__WHAT YOU SHOULD DO__. Within the entries that follow, show each line where the word "card" occurs.

__Records drawn from a dataset__.
..............................
//! Registration listings.
//!
//! Members see their own registrations without display codes; admins page
//! through every registration, display codes included.

use super::Dependencies;
use arena_core::commerce::{Page, Registration, RegistrationQuery, RegistrationStatus};
use arena_core::types::{
    CompetitionId, ParticipantDetails, RegistrationId, RegistrationTypeId, Role, User,
};
use arena_core::{ArenaError, ArenaResult};
use chrono::{DateTime, Utc};
use serde::Serialize;

/// A registration as its owner sees it.
#[derive(Debug, Clone, Serialize)]
#[serde(rename_all = "camelCase")]
pub struct MemberRegistration {
    /// Registration id
    pub id: RegistrationId,
    /// Public registration number
    pub registration_number: String,
    /// Competition
    pub competition_id: CompetitionId,
    /// Registration type
    pub registration_type_id: RegistrationTypeId,
    /// Status
    pub status: RegistrationStatus,
    /// Amount paid, major units
    pub amount_paid: f64,
    /// Team and members
    pub participant_details: ParticipantDetails,
    /// Confirmation time
    pub confirmed_at: Option<DateTime<Utc>>,
    /// Creation time
    pub created_at: DateTime<Utc>,
}

impl From<Registration> for MemberRegistration {
    fn from(registration: Registration) -> Self {
        Self {
            id: registration.id,
            registration_number: registration.registration_number,
            competition_id: registration.competition_id,
            registration_type_id: registration.registration_type_id,
            status: registration.status,
            amount_paid: registration.amount_paid.as_major(),
            participant_details: registration.participant,
            confirmed_at: registration.confirmed_at,
            created_at: registration.created_at,
        }
    }
}

/// Listing operations.
pub struct RegistrationService {
    deps: Dependencies,
}

impl RegistrationService {
    /// New service.
    #[must_use]
    pub const fn new(deps: Dependencies) -> Self {
        Self { deps }
    }

    /// The caller's registrations, newest first.
    ///
    /// # Errors
    ///
    /// Store failures only.
    pub async fn for_member(&self, user: &User) -> ArenaResult<Vec<MemberRegistration>> {
        let rows = self.deps.store.registrations_for_user(user.id).await?;
        Ok(rows.into_iter().map(MemberRegistration::from).collect())
    }

    /// Every registration, newest first.
    ///
    /// # Errors
    ///
    /// `Forbidden` unless `admin` is an admin.
    pub async fn list(
        &self,
        admin: &User,
        query: RegistrationQuery,
    ) -> ArenaResult<Page<Registration>> {
        if admin.role != Role::Admin {
            return Err(ArenaError::forbidden("Admin access required"));
        }
        Ok(self.deps.store.list_registrations(&query).await?)
    }
}
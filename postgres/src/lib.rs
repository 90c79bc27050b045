//! `PostgreSQL` store for the Arena platform.
//!
//! [`PostgresStore`] implements every store trait from `arena-core` on top of
//! a `sqlx` connection pool. Compound writes (checkout, verification,
//! gateway settlement, flag creation and review) each run in a single
//! transaction; denormalized flag counters are recomputed from live rows
//! inside that transaction.
//!
//! Queries are runtime-checked, so building the crate needs no database.
//!
//! # Example
//!
//! ```no_run
//! use arena_postgres::PostgresStore;
//!
//! # async fn example() -> Result<(), Box<dyn std::error::Error>> {
//! let store = PostgresStore::connect("postgres://localhost/arena", 10).await?;
//! store.migrate().await?;
//! # Ok(())
//! # }
//! ```

#![forbid(unsafe_code)]
#![warn(missing_docs)]

#[macro_use]
mod rows;

mod carts;
mod moderation;
mod payments;
mod users;

use arena_core::error::{StoreError, StoreResult};
use arena_core::store::ArenaStore;
use async_trait::async_trait;
use sqlx::PgPool;
use sqlx::postgres::PgPoolOptions;
use std::time::Duration;

/// `PostgreSQL`-backed implementation of [`ArenaStore`].
#[derive(Clone, Debug)]
pub struct PostgresStore {
    pool: PgPool,
}

impl PostgresStore {
    /// Connects a new pool.
    ///
    /// # Errors
    ///
    /// Returns [`StoreError::Database`] if the connection cannot be
    /// established.
    pub async fn connect(database_url: &str, max_connections: u32) -> StoreResult<Self> {
        let pool = PgPoolOptions::new()
            .max_connections(max_connections)
            .acquire_timeout(Duration::from_secs(5))
            .connect(database_url)
            .await
            .map_err(db_error)?;
        Ok(Self { pool })
    }

    /// Wraps an existing pool.
    #[must_use]
    pub const fn from_pool(pool: PgPool) -> Self {
        Self { pool }
    }

    /// Underlying pool.
    #[must_use]
    pub const fn pool(&self) -> &PgPool {
        &self.pool
    }

    /// Runs the embedded migrations.
    ///
    /// # Errors
    ///
    /// Returns [`StoreError::Database`] if a migration fails.
    pub async fn migrate(&self) -> StoreResult<()> {
        sqlx::migrate!("./migrations")
            .run(&self.pool)
            .await
            .map_err(|e| StoreError::Database(format!("Migration failed: {e}")))?;
        tracing::info!("Database migrations applied");
        Ok(())
    }
}

/// Maps a `sqlx` error onto the store taxonomy, keeping the constraint name
/// of unique violations.
pub(crate) fn db_error(err: sqlx::Error) -> StoreError {
    if let sqlx::Error::Database(db) = &err {
        if db.is_unique_violation() {
            return StoreError::UniqueViolation {
                constraint: db.constraint().unwrap_or_default().to_string(),
            };
        }
    }
    StoreError::Database(err.to_string())
}

/// Converts a page size or offset into a SQL bind value.
pub(crate) fn sql_i64(value: u64) -> i64 {
    i64::try_from(value).unwrap_or(i64::MAX)
}

/// Converts a small counter into an `INTEGER` bind value.
pub(crate) fn sql_i32(value: u32) -> i32 {
    i32::try_from(value).unwrap_or(i32::MAX)
}

#[async_trait]
impl ArenaStore for PostgresStore {
    async fn ping(&self) -> StoreResult<()> {
        sqlx::query("SELECT 1")
            .execute(&self.pool)
            .await
            .map_err(db_error)?;
        Ok(())
    }
}
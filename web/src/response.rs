//! Success envelope.
//!
//! Every successful handler answers with
//! `{ "success": true, "data"?: ..., "message"?: "..." }`. Errors use the
//! same shape with `success: false` (see [`AppError`](crate::AppError)).

use axum::{
    Json,
    http::StatusCode,
    response::{IntoResponse, Response},
};
use serde::Serialize;

/// Successful response body.
#[derive(Debug, Clone, Serialize)]
pub struct ApiResponse<T> {
    success: bool,
    #[serde(skip_serializing_if = "Option::is_none")]
    data: Option<T>,
    #[serde(skip_serializing_if = "Option::is_none")]
    message: Option<String>,
    #[serde(skip)]
    status: StatusCode,
}

impl<T> ApiResponse<T> {
    /// 200 with a payload.
    #[must_use]
    pub const fn ok(data: T) -> Self {
        Self {
            success: true,
            data: Some(data),
            message: None,
            status: StatusCode::OK,
        }
    }

    /// 201 with a payload.
    #[must_use]
    pub const fn created(data: T) -> Self {
        Self {
            success: true,
            data: Some(data),
            message: None,
            status: StatusCode::CREATED,
        }
    }

    /// Adds a human-readable message.
    #[must_use]
    pub fn with_message(mut self, message: impl Into<String>) -> Self {
        self.message = Some(message.into());
        self
    }
}

impl ApiResponse<()> {
    /// 200 with only a message.
    #[must_use]
    pub fn message(message: impl Into<String>) -> Self {
        Self {
            success: true,
            data: None,
            message: Some(message.into()),
            status: StatusCode::OK,
        }
    }
}

impl<T: Serialize> IntoResponse for ApiResponse<T> {
    fn into_response(self) -> Response {
        (self.status, Json(self)).into_response()
    }
}
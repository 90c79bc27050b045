//! HTTP request handlers shared by every Arena deployment.

pub mod health;

pub use health::{health_check, readiness};
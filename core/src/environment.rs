//! Injected dependencies: time, order identifiers and random codes.
//!
//! Services never call `Utc::now()` or a random number generator directly.
//! Production wires [`SystemClock`], [`MonotonicOrderSequence`] and
//! [`RandomCodeGenerator`]; tests swap in deterministic versions from
//! `arena-testing`.

use crate::types::Competition;
use chrono::{DateTime, Utc};
use rand::Rng;
use std::sync::atomic::{AtomicI64, Ordering};

/// Clock trait - abstracts time operations for testability.
pub trait Clock: Send + Sync {
    /// Get the current time
    fn now(&self) -> DateTime<Utc>;
}

/// Wall clock.
#[derive(Debug, Clone, Copy, Default)]
pub struct SystemClock;

impl Clock for SystemClock {
    fn now(&self) -> DateTime<Utc> {
        Utc::now()
    }
}

/// Source of order identifiers.
///
/// Every call must return a fresh draw. Uniqueness across instances is not
/// guaranteed here; the payments table's unique index is the arbiter and
/// checkout retries on collision.
pub trait OrderSequence: Send + Sync {
    /// Next order identifier (`ORDER-<n>`).
    fn next_order_id(&self) -> String;
}

/// Millisecond-timestamp order ids, strictly increasing within a process.
#[derive(Debug, Default)]
pub struct MonotonicOrderSequence {
    last: AtomicI64,
}

impl MonotonicOrderSequence {
    /// Creates a sequence starting from the current time.
    #[must_use]
    pub const fn new() -> Self {
        Self {
            last: AtomicI64::new(0),
        }
    }
}

impl OrderSequence for MonotonicOrderSequence {
    fn next_order_id(&self) -> String {
        let now = Utc::now().timestamp_millis();
        let previous = self
            .last
            .fetch_update(Ordering::SeqCst, Ordering::SeqCst, |last| {
                Some(now.max(last + 1))
            })
            .unwrap_or(now);
        format!("ORDER-{}", now.max(previous + 1))
    }
}

/// Generator for registration numbers and display codes.
///
/// Generators only draw candidates; collision checks happen in services
/// against the store.
pub trait CodeGenerator: Send + Sync {
    /// Candidate public registration number.
    fn registration_number(&self) -> String;

    /// Candidate admin display code for a registration in `competition`.
    fn display_code(&self, competition: &Competition) -> String;
}

/// Alphabet without look-alike characters (`0/O`, `1/I/L`).
pub const REGISTRATION_ALPHABET: &[u8] = b"ABCDEFGHJKMNPQRSTUVWXYZ23456789";

/// Length of a registration number.
pub const REGISTRATION_NUMBER_LEN: usize = 6;

/// Thread-local RNG backed generator.
#[derive(Debug, Clone, Copy, Default)]
pub struct RandomCodeGenerator;

impl CodeGenerator for RandomCodeGenerator {
    fn registration_number(&self) -> String {
        let mut rng = rand::thread_rng();
        (0..REGISTRATION_NUMBER_LEN)
            .map(|_| {
                let idx = rng.gen_range(0..REGISTRATION_ALPHABET.len());
                char::from(REGISTRATION_ALPHABET[idx])
            })
            .collect()
    }

    fn display_code(&self, competition: &Competition) -> String {
        let serial: u32 = rand::thread_rng().gen_range(0..10_000);
        format_display_code(competition, serial)
    }
}

/// `{CODE}{YY}-{NNNN}`, e.g. `RBT26-0042`.
#[must_use]
pub fn format_display_code(competition: &Competition, serial: u32) -> String {
    format!(
        "{}{:02}-{:04}",
        competition.code.to_uppercase(),
        competition.short_year(),
        serial % 10_000
    )
}
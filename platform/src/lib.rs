//! # Arena
//!
//! Forum and competition-registration platform: carts, checkout (bank
//! transfer or hosted card gateway), payment verification, registrations
//! and post moderation, served over HTTP with Axum.
//!
//! ## Layout
//!
//! - [`services`]: the workflows, written against the `arena-core` store
//!   and environment traits
//! - [`api`]: HTTP handlers, one thin function per route
//! - [`auth`]: session and role extractors
//! - [`server`]: application state and router
//! - [`gateway`]: card gateway signing and callback verification
//! - [`mail`]: console and SMTP mailers, message templates
//! - [`live`]: broadcast feed and WebSocket endpoint for staff dashboards
//! - [`retry`]: retry policy used for order-id collisions
//! - [`config`]: environment configuration
//! - [`metrics`]: Prometheus business metrics
//!
//! ## Wiring
//!
//! ```rust,ignore
//! let config = Config::from_env();
//! let store = Arc::new(PostgresStore::connect(&config.database.url, 10).await?);
//! let mailer = arena::mail::from_config(&config.mail)?;
//! let app = build_router(AppState::production(&config, store, mailer));
//! ```

#![forbid(unsafe_code)]

pub mod api;
pub mod auth;
pub mod config;
pub mod gateway;
pub mod live;
pub mod mail;
pub mod metrics;
pub mod retry;
pub mod server;
pub mod services;

pub use config::Config;
pub use server::{build_router, AppState};
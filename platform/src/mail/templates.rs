//! Message templates.
//!
//! Every template renders to a subject plus matching plain-text and HTML
//! bodies. User-supplied text is HTML-escaped in the HTML body.

use arena_core::mail::{
    ConsolidatedPendingPaymentEmail, FlagRaisedEmail, PaymentRejectedEmail, PaymentVerifiedEmail,
    PendingPaymentEmail, RegistrationLine,
};
use arena_core::types::Money;
use std::fmt::Write as _;

/// A message ready for a transport.
#[derive(Debug, Clone, PartialEq, Eq)]
pub struct RenderedEmail {
    /// Recipient
    pub to: String,
    /// Subject line
    pub subject: String,
    /// Plain-text body
    pub text: String,
    /// HTML body
    pub html: String,
}

fn escape(input: &str) -> String {
    let mut out = String::with_capacity(input.len());
    for c in input.chars() {
        match c {
            '&' => out.push_str("&amp;"),
            '<' => out.push_str("&lt;"),
            '>' => out.push_str("&gt;"),
            '"' => out.push_str("&quot;"),
            '\'' => out.push_str("&#39;"),
            _ => out.push(c),
        }
    }
    out
}

fn amount(currency: &str, money: Money) -> String {
    format!("{currency} {money}")
}

fn line_text(line: &RegistrationLine, currency: &str) -> String {
    let team = line
        .team_name
        .as_deref()
        .map(|t| format!(" (team {t})"))
        .unwrap_or_default();
    format!(
        "{} - {} - {}{team}: {}",
        line.registration_number,
        line.competition_name,
        line.registration_type_name,
        amount(currency, line.amount)
    )
}

fn line_row(line: &RegistrationLine, currency: &str) -> String {
    format!(
        "<tr><td><strong>{}</strong></td><td>{}</td><td>{}</td><td>{}</td><td>{}</td></tr>",
        escape(&line.registration_number),
        escape(&line.competition_name),
        escape(&line.registration_type_name),
        escape(line.team_name.as_deref().unwrap_or("-")),
        escape(&amount(currency, line.amount)),
    )
}

fn layout(heading: &str, color: &str, content: &str) -> String {
    format!(
        r#"<!DOCTYPE html>
<html>
<head><meta charset="UTF-8"><title>{heading}</title></head>
<body style="font-family: Arial, sans-serif; line-height: 1.6; color: #333;">
  <div style="max-width: 600px; margin: 0 auto; padding: 20px;">
    <h2 style="color: {color};">{heading}</h2>
    {content}
  </div>
</body>
</html>"#
    )
}

const TABLE_HEAD: &str = "<table style=\"border-collapse: collapse; width: 100%;\">\
<tr><th>Registration</th><th>Competition</th><th>Type</th><th>Team</th><th>Amount</th></tr>";

/// Single-registration pending notice.
#[must_use]
pub fn pending_payment(email: &PendingPaymentEmail) -> RenderedEmail {
    let subject = format!(
        "Registration received: {} ({})",
        email.registration.competition_name, email.registration.registration_number
    );
    let text = format!(
        "Hi {},\n\nWe received your registration and bank slip for order {}.\n\n{}\n\n\
         Your registration is pending until our team verifies the payment. \
         We will email you again once it is confirmed.\n",
        email.customer_name,
        email.order_id,
        line_text(&email.registration, &email.currency),
    );
    let content = format!(
        "<p>Hi {},</p><p>We received your registration and bank slip for order \
         <strong>{}</strong>.</p>{TABLE_HEAD}{}</table>\
         <p>Your registration is pending until our team verifies the payment.</p>",
        escape(&email.customer_name),
        escape(&email.order_id),
        line_row(&email.registration, &email.currency),
    );
    RenderedEmail {
        to: email.to.clone(),
        subject,
        text,
        html: layout("Registration received", "#2563eb", &content),
    }
}

/// Multi-registration pending notice.
#[must_use]
pub fn pending_payment_consolidated(email: &ConsolidatedPendingPaymentEmail) -> RenderedEmail {
    let subject = format!(
        "{} registrations received (order {})",
        email.registrations.len(),
        email.order_id
    );

    let mut text = format!(
        "Hi {},\n\nWe received your bank slip for order {} covering these registrations:\n\n",
        email.customer_name, email.order_id
    );
    for line in &email.registrations {
        let _ = writeln!(text, "- {}", line_text(line, &email.currency));
    }
    let _ = write!(
        text,
        "\nTotal: {}\n\nAll registrations stay pending until our team verifies the payment.\n",
        amount(&email.currency, email.total)
    );

    let rows: String = email
        .registrations
        .iter()
        .map(|line| line_row(line, &email.currency))
        .collect();
    let content = format!(
        "<p>Hi {},</p><p>We received your bank slip for order <strong>{}</strong>.</p>\
         {TABLE_HEAD}{rows}</table><p><strong>Total: {}</strong></p>\
         <p>All registrations stay pending until our team verifies the payment.</p>",
        escape(&email.customer_name),
        escape(&email.order_id),
        escape(&amount(&email.currency, email.total)),
    );

    RenderedEmail {
        to: email.to.clone(),
        subject,
        text,
        html: layout("Registrations received", "#2563eb", &content),
    }
}

/// Payment verified notice.
#[must_use]
pub fn payment_verified(email: &PaymentVerifiedEmail) -> RenderedEmail {
    let subject = format!(
        "Registration confirmed: {} ({})",
        email.registration.competition_name, email.registration.registration_number
    );
    let text = format!(
        "Hi {},\n\nYour payment for order {} has been verified and your registration is confirmed.\n\n{}\n",
        email.customer_name,
        email.order_id,
        line_text(&email.registration, &email.currency),
    );
    let content = format!(
        "<p>Hi {},</p><p>Your payment for order <strong>{}</strong> has been verified \
         and your registration is confirmed.</p>{TABLE_HEAD}{}</table>",
        escape(&email.customer_name),
        escape(&email.order_id),
        line_row(&email.registration, &email.currency),
    );
    RenderedEmail {
        to: email.to.clone(),
        subject,
        text,
        html: layout("Registration confirmed", "#16a34a", &content),
    }
}

/// Payment rejected notice.
#[must_use]
pub fn payment_rejected(email: &PaymentRejectedEmail) -> RenderedEmail {
    let subject = format!(
        "Payment not accepted: {} ({})",
        email.registration.competition_name, email.registration.registration_number
    );
    let text = format!(
        "Hi {},\n\nWe could not verify the payment for order {} (registration {}).\n\n\
         Reason: {}\n\nPlease contact us or register again with a valid payment.\n",
        email.customer_name,
        email.order_id,
        email.registration.registration_number,
        email.reason,
    );
    let content = format!(
        "<p>Hi {},</p><p>We could not verify the payment for order <strong>{}</strong> \
         (registration {}).</p>\
         <div style=\"background-color: #fef2f2; border-left: 4px solid #dc2626; padding: 15px;\">\
         <p style=\"margin: 0;\">{}</p></div>\
         <p>Please contact us or register again with a valid payment.</p>",
        escape(&email.customer_name),
        escape(&email.order_id),
        escape(&email.registration.registration_number),
        escape(&email.reason),
    );
    RenderedEmail {
        to: email.to.clone(),
        subject,
        text,
        html: layout("Payment not accepted", "#dc2626", &content),
    }
}

/// High-severity flag alert for staff.
#[must_use]
pub fn flag_raised(email: &FlagRaisedEmail) -> RenderedEmail {
    let subject = format!(
        "[{}] Post flagged for {}: {}",
        email.severity.as_str().to_uppercase(),
        email.reason,
        email.post_title
    );
    let details = email.details.as_deref().unwrap_or("(none)");
    let text = format!(
        "{} flagged post {} (\"{}\").\n\nReason: {}\nSeverity: {}\nDetails: {details}\n",
        email.reporter_name, email.post_id, email.post_title, email.reason, email.severity,
    );
    let content = format!(
        "<p><strong>{}</strong> flagged the post <em>{}</em>.</p>\
         <ul><li>Reason: {}</li><li>Severity: {}</li><li>Details: {}</li><li>Post id: {}</li></ul>",
        escape(&email.reporter_name),
        escape(&email.post_title),
        email.reason,
        email.severity,
        escape(details),
        email.post_id,
    );
    RenderedEmail {
        to: email.to.clone(),
        subject,
        text,
        html: layout("Post flagged", "#dc2626", &content),
    }
}

#[cfg(test)]
mod tests {
    use super::*;
    use arena_core::moderation::{FlagReason, FlagSeverity};
    use arena_core::types::PostId;

    fn line(number: &str) -> RegistrationLine {
        RegistrationLine {
            registration_number: number.to_string(),
            competition_name: "Robotics".to_string(),
            registration_type_name: "Team".to_string(),
            team_name: Some("<Bots>".to_string()),
            amount: Money::from_major(5000),
        }
    }

    #[test]
    fn test_consolidated_lists_every_registration() {
        let email = ConsolidatedPendingPaymentEmail {
            to: "ana@example.com".to_string(),
            customer_name: "Ana Silva".to_string(),
            order_id: "ORDER-1".to_string(),
            registrations: vec![line("ABC234"), line("XYZ789")],
            total: Money::from_major(10_000),
            currency: "LKR".to_string(),
        };
        let rendered = pending_payment_consolidated(&email);
        assert_eq!(rendered.to, "ana@example.com");
        assert!(rendered.subject.starts_with("2 registrations"));
        assert!(rendered.text.contains("ABC234") && rendered.text.contains("XYZ789"));
        assert!(rendered.text.contains("LKR 10000.00"));
        assert!(rendered.html.contains("&lt;Bots&gt;"));
        assert!(!rendered.html.contains("<Bots>"));
    }

    #[test]
    fn test_rejection_carries_reason() {
        let email = PaymentRejectedEmail {
            to: "ana@example.com".to_string(),
            customer_name: "Ana".to_string(),
            order_id: "ORDER-1".to_string(),
            registration: line("ABC234"),
            reason: "Slip amount does not match".to_string(),
        };
        let rendered = payment_rejected(&email);
        assert!(rendered.text.contains("Reason: Slip amount does not match"));
        assert!(rendered.html.contains("Slip amount does not match"));
    }

    #[test]
    fn test_flag_alert_subject() {
        let email = FlagRaisedEmail {
            to: "mod@example.com".to_string(),
            post_id: PostId::new(),
            post_title: "Hello".to_string(),
            reporter_name: "Ana".to_string(),
            reason: FlagReason::Harassment,
            severity: FlagSeverity::High,
            details: None,
        };
        let rendered = flag_raised(&email);
        assert_eq!(rendered.subject, "[HIGH] Post flagged for harassment: Hello");
        assert!(rendered.text.contains("Details: (none)"));
    }
}
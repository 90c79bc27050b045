//! Declarative helpers shared by the domain modules.

/// Defines a UUID-backed identifier newtype.
macro_rules! define_id {
    ($(#[$meta:meta])* $name:ident) => {
        $(#[$meta])*
        #[derive(
            Clone, Copy, Debug, PartialEq, Eq, Hash, PartialOrd, Ord,
            serde::Serialize, serde::Deserialize,
        )]
        #[serde(transparent)]
        pub struct $name(uuid::Uuid);

        impl $name {
            /// Creates a new random identifier.
            #[must_use]
            pub fn new() -> Self {
                Self(uuid::Uuid::new_v4())
            }

            /// Wraps an existing UUID.
            #[must_use]
            pub const fn from_uuid(uuid: uuid::Uuid) -> Self {
                Self(uuid)
            }

            /// Returns the inner UUID.
            #[must_use]
            pub const fn as_uuid(&self) -> &uuid::Uuid {
                &self.0
            }
        }

        impl Default for $name {
            fn default() -> Self {
                Self::new()
            }
        }

        impl std::fmt::Display for $name {
            fn fmt(&self, f: &mut std::fmt::Formatter<'_>) -> std::fmt::Result {
                write!(f, "{}", self.0)
            }
        }
    };
}

/// Gives a fieldless enum a canonical text form (`as_str`, `Display`,
/// `FromStr`). The text must match the enum's serde representation, since
/// the same strings are stored in text columns.
macro_rules! text_enum {
    ($name:ident { $($variant:ident => $text:literal),+ $(,)? }) => {
        impl $name {
            /// Canonical text form, as stored in the database.
            #[must_use]
            pub const fn as_str(&self) -> &'static str {
                match self {
                    $(Self::$variant => $text,)+
                }
            }
        }

        impl std::fmt::Display for $name {
            fn fmt(&self, f: &mut std::fmt::Formatter<'_>) -> std::fmt::Result {
                f.write_str(self.as_str())
            }
        }

        impl std::str::FromStr for $name {
            type Err = $crate::error::ParseEnumError;

            fn from_str(s: &str) -> Result<Self, Self::Err> {
                match s {
                    $($text => Ok(Self::$variant),)+
                    other => Err($crate::error::ParseEnumError {
                        kind: stringify!($name),
                        value: other.to_string(),
                    }),
                }
            }
        }
    };
}
//! Flag endpoints.

use crate::auth::{RequireStaff, SessionUser};
use crate::server::state::AppState;
use crate::services::{NewFlag, ReviewFlag, ReviewOutcome};
use arena_core::commerce::{Page, Pagination};
use arena_core::moderation::{Flag, FlagQuery, FlagStatus};
use arena_core::types::FlagId;
use arena_web::{ApiResponse, AppError, JsonBody, QueryParams};
use axum::extract::{Path, State};
use serde::Deserialize;

/// `GET /flags` query.
#[derive(Debug, Default, Deserialize)]
pub struct FlagListParams {
    /// Status filter
    pub status: Option<FlagStatus>,
    /// 1-based page
    pub page: Option<u32>,
    /// Page size
    pub limit: Option<u32>,
}

/// `POST /flags`
///
/// # Errors
///
/// 400 for your own post, 404 for an unknown post, 409 for a repeated
/// reason.
pub async fn create_flag(
    session: SessionUser,
    State(state): State<AppState>,
    JsonBody(request): JsonBody<NewFlag>,
) -> Result<ApiResponse<Flag>, AppError> {
    let flag = state
        .services
        .moderation
        .create_flag(session.user(), request)
        .await?;
    Ok(ApiResponse::created(flag).with_message("Thanks, a moderator will review this post"))
}

/// `GET /flags?status=&page=&limit=`
///
/// # Errors
///
/// 403 for members.
pub async fn list_flags(
    staff: RequireStaff,
    State(state): State<AppState>,
    QueryParams(params): QueryParams<FlagListParams>,
) -> Result<ApiResponse<Page<Flag>>, AppError> {
    let query = FlagQuery {
        status: params.status,
        pagination: Pagination::new(params.page, params.limit),
    };
    let page = state
        .services
        .moderation
        .list_flags(staff.user(), query)
        .await?;
    Ok(ApiResponse::ok(page))
}

/// `POST /flags/:id/review`
///
/// # Errors
///
/// 403 for members, 404 for an unknown flag, 400 for a closed flag or a
/// PENDING target.
pub async fn review_flag(
    staff: RequireStaff,
    State(state): State<AppState>,
    Path(flag_id): Path<FlagId>,
    JsonBody(request): JsonBody<ReviewFlag>,
) -> Result<ApiResponse<ReviewOutcome>, AppError> {
    let outcome = state
        .services
        .moderation
        .review_flag(staff.user(), flag_id, request)
        .await?;
    Ok(ApiResponse::ok(outcome).with_message("Flag reviewed"))
}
..............................
__OUTPUT OF THE EXERCISE__.
//! transfer or hosted card gateway), payment verification, registrations
//! - [`gateway`]: card gateway signing and callback verification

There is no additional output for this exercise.